Multimodal orchestration and routing
There is an apt analogy for the market dynamics of language models: the human brain. The structure of our brain has remained unchanged for 100,000 years and brains are much more similar than they’re different. For most of our time on Earth, most individuals learned the identical things and had similar skills.
But then something modified. We have developed the power to speak in language – first verbally, then in writing. Communication protocols enable networks, and as people began to network with one another, we also began to specialize an increasing number of. We have been free of the burden of getting to be generalists in all areas, of being self-sufficient islands. Paradoxically, the collective wealth of specialization has also meant that the typical person today is a far stronger generalist than any of our ancestors.
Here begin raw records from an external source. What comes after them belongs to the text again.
use axum::{
    Json,
    extract::{Path, State},
    http::StatusCode,
    response::IntoResponse,
};
use db::models::annotation::Model as AnnotationModel;
use util::state::AppState;

use crate::response::ApiResponse;
use crate::routes::sheets::annotations::post::AnnotationResponse;

/// GET /api/sheets/{sheet_id}/annotations
///
/// List the sheet's annotations in page order.
pub async fn get_annotations(
    State(app_state): State<AppState>,
    Path(sheet_id): Path<i64>,
) -> impl IntoResponse {
    let db = app_state.db();

    match AnnotationModel::find_for_sheet(db, sheet_id).await {
        Ok(annotations) => {
            let annotations: Vec<AnnotationResponse> = annotations
                .into_iter()
                .map(AnnotationResponse::from)
                .collect();
            (
                StatusCode::OK,
                Json(ApiResponse::success(
                    annotations,
                    "Annotations retrieved successfully",
                )),
            )
        }
        Err(e) => {
            tracing::error!(error = %e, "Failed to list annotations");
            (
                StatusCode::INTERNAL_SERVER_ERROR,
                Json(ApiResponse::<Vec<AnnotationResponse>>::error(
                    "Something went wrong, please try again",
                )),
            )
        }
    }
}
On a sufficiently wide input space, the universe all the time tends toward specialization. This applies to all elements of molecular chemistry, biology and human society. Given sufficient diversity, distributed systems will all the time be more computationally efficient than monoliths. We imagine the identical will apply to AI. The more we will leverage the strengths of multiple models reasonably than counting on only one, the more those models can specialize, expanding the boundaries of capabilities.
An increasingly necessary pattern for leveraging the strengths of various models is routing – dynamically sending queries to probably the most appropriate model while leveraging cheaper, faster models when doing so doesn’t compromise quality. Routing allows us to make the most of all the advantages of specialization—higher accuracy at lower cost and lower latency—without sacrificing the robustness of generalization.
An easy proof of the ability of routing is the undeniable fact that many of the world's top models are routers themselves: they’re made with Mixture of experts Architectures that pass each next generation of tokens to just a few dozen expert submodels. If it’s true that LLMs are exponentially proliferating fuzzy commodities, then routing must change into a necessary a part of any AI stack.
There is a view that LLMs will plateau as they reach human intelligence. As we fully exploit the capabilities, we’ll coalesce right into a single general model in the identical way we did with AWS or the iPhone. None of those platforms (or their competitors) have increased their capabilities tenfold in the previous couple of years – so we would as well familiarize ourselves with their ecosystems. However, we imagine that AI won’t stop at human-level intelligence; it’ll go far beyond any limits we will imagine. Like another natural system, it becomes increasingly fragmented and specialized.
We cannot emphasize enough how fragmenting AI models is a excellent thing. Fragmented markets are efficient markets: they provide power to buyers, maximize innovation and minimize costs. And to the extent that we will leverage networks of smaller, more specialized models, reasonably than passing every part through the internals of a single giant model, we’re moving toward a much safer, more interpretable, and more controllable future for AI.
The best inventions haven’t any owner. Ben Franklin's heirs don't own electricity. Turing's estate doesn't own all the computers. AI is undoubtedly one in all humanity's best inventions; We imagine its future will and needs to be multi-model.